What is needed:
In the records below, the lines from the one with "let contents = self.store.read(source).await?;" through the last are to be printed exactly, and nothing else.

****

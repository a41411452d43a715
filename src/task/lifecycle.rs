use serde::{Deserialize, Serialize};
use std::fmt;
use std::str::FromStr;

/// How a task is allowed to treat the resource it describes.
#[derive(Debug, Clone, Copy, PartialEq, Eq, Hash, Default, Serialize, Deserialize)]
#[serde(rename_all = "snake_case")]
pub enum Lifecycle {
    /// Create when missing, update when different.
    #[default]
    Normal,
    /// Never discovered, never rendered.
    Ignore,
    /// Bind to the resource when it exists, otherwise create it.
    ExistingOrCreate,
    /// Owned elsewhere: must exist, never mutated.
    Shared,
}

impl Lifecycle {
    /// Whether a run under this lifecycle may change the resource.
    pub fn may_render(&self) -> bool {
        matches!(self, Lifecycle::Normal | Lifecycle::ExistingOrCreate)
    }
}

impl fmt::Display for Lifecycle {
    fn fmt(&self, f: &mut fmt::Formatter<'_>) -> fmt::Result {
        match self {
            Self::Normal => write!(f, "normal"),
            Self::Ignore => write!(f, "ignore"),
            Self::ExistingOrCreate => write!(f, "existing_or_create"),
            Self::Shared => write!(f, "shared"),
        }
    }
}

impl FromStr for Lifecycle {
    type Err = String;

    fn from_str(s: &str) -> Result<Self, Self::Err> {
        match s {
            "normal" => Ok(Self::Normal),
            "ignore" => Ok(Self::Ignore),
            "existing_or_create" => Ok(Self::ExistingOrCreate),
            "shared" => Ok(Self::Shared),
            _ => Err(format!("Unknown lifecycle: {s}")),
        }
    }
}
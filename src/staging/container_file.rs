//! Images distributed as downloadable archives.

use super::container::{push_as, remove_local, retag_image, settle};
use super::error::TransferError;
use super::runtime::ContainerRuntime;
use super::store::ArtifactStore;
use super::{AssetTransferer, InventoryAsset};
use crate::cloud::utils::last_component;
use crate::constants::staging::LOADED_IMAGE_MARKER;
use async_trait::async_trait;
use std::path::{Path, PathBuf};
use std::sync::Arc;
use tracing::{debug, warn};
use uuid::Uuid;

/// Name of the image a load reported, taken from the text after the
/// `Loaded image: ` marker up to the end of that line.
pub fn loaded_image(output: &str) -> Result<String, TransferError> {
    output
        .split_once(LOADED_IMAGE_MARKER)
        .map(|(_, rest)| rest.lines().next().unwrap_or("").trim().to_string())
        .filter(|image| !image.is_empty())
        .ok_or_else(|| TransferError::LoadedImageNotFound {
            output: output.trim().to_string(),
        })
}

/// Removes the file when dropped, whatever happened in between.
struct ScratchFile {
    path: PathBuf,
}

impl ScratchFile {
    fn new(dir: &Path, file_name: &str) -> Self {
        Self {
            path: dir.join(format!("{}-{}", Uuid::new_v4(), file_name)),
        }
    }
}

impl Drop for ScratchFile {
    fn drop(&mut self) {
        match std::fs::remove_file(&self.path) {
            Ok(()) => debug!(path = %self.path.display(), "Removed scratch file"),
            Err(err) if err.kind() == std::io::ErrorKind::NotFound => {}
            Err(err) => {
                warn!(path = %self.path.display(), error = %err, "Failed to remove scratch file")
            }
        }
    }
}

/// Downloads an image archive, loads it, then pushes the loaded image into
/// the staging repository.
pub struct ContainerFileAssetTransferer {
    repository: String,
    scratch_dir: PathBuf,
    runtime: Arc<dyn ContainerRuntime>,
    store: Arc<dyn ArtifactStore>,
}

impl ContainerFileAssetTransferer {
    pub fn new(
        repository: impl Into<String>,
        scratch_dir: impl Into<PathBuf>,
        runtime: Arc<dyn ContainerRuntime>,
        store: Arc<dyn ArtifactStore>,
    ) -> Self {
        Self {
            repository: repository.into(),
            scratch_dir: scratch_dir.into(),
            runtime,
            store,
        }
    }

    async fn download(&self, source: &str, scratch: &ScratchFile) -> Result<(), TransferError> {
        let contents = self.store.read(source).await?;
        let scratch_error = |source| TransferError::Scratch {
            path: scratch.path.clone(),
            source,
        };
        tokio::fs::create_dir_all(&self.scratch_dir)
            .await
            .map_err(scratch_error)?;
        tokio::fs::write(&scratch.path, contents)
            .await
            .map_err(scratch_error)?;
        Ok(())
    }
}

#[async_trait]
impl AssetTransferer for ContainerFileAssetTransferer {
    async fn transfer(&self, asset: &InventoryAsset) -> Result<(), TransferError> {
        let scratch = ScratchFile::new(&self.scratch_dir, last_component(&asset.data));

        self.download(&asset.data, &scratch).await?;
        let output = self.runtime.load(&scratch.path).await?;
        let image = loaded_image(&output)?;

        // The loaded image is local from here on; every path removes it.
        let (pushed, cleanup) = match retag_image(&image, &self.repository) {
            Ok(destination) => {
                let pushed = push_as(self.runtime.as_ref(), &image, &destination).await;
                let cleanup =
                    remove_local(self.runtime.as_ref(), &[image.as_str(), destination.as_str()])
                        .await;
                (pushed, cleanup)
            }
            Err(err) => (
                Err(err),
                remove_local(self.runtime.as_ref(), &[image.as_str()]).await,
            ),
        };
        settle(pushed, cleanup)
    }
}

****

Answer for the task:
        let contents = self.store.read(source).await?;
        let scratch_error = |source| TransferError::Scratch {
            path: scratch.path.clone(),
            source,
        };
        tokio::fs::create_dir_all(&self.scratch_dir)
            .await
            .map_err(scratch_error)?;
        tokio::fs::write(&scratch.path, contents)
            .await
            .map_err(scratch_error)?;
        Ok(())
    }
}

#[async_trait]
impl AssetTransferer for ContainerFileAssetTransferer {
    async fn transfer(&self, asset: &InventoryAsset) -> Result<(), TransferError> {
        let scratch = ScratchFile::new(&self.scratch_dir, last_component(&asset.data));

        self.download(&asset.data, &scratch).await?;
        let output = self.runtime.load(&scratch.path).await?;
        let image = loaded_image(&output)?;

        // The loaded image is local from here on; every path removes it.
        let (pushed, cleanup) = match retag_image(&image, &self.repository) {
            Ok(destination) => {
                let pushed = push_as(self.runtime.as_ref(), &image, &destination).await;
                let cleanup =
                    remove_local(self.runtime.as_ref(), &[image.as_str(), destination.as_str()])
                        .await;
                (pushed, cleanup)
            }
            Err(err) => (
                Err(err),
                remove_local(self.runtime.as_ref(), &[image.as_str()]).await,
            ),
        };
        settle(pushed, cleanup)
    }
}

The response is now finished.